A festively decorated room at the Washington DC VA Medical Center turned a baby shower into a care stop for 39 expecting and recently delivered Veteran families, including one family expecting twins. The annual event closed out May with gifts and lunch, but its bigger value was practical: families left with face-to-face access to the women’s health team and a clearer path through maternity care.

The setup made the point quickly. Booths were staffed by Gynecology, Pharmacy Services, the Military Sexual Trauma program and Occupational Therapy, giving pregnant and newly postpartum Veterans a rare chance to get answers in one place. The Center for Development and Civic Engagement handled gifts and supplies, while VA Central Office employees, Veteran Service Organizations and local businesses added items and helped cover lunch.
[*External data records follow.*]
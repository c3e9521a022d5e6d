use std::fs;
use std::path::Path;

use serde::{Deserialize, Serialize};

use crate::error::{SdkError, SdkResult};

/// Settings for a [`ConfigService`](crate::ConfigService).
#[derive(Clone, Debug, PartialEq, Eq, Serialize, Deserialize)]
#[serde(default)]
pub struct SdkConfig {
    /// Recorded as the modifier of every applied change set.
    pub operator: String,
    /// Environment tag copied into audit records.
    pub env: String,
    /// Texts larger than this are rejected before reconciliation.
    pub max_text_bytes: usize,
    /// Accept an empty uploaded file as "clear the namespace".
    pub allow_empty_import: bool,
}

impl Default for SdkConfig {
    fn default() -> Self {
        Self {
            operator: "cfgtext".into(),
            env: "DEV".into(),
            max_text_bytes: 1024 * 1024,
            allow_empty_import: false,
        }
    }
}

impl SdkConfig {
    /// Parse a TOML document. Missing keys take their defaults.
    pub fn from_toml_str(text: &str) -> SdkResult<Self> {
        toml::from_str(text).map_err(|e| SdkError::Config(e.to_string()))
    }

    /// Load from a TOML file.
    pub fn load(path: &Path) -> SdkResult<Self> {
        let text = fs::read_to_string(path)?;
        Self::from_toml_str(&text)
    }

    /// Builder-style operator override.
    pub fn with_operator(mut self, operator: impl Into<String>) -> Self {
        self.operator = operator.into();
        self
    }
}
The strongest part of the day came from the education stations. The District Department of Transportation led car seat safety instruction, the National Institute of Child Health and Human Development covered safe sleep, and the American Red Cross provided hands-on infant CPR training. For families leaving the hospital, or getting ready to, that kind of instruction is more than a perk. It is the sort of low-barrier, immediately useful information that can prevent a bad outcome in the first days at home.

AI-generated illustration
AI-generated illustration

The event also put a spotlight on how the Washington DC VA Medical Center handles women’s health beyond the shower itself. The Women Veterans Program serves more than 15,000 women Veterans in Washington, D.C., and parts of Maryland and Virginia, with care delivered through six community-based outpatient clinics and a dedicated Women’s Health Center. The program includes maternity care, childbirth education classes, postpartum support and mental health services, which matters because pregnancy care for Veterans often stretches across multiple systems.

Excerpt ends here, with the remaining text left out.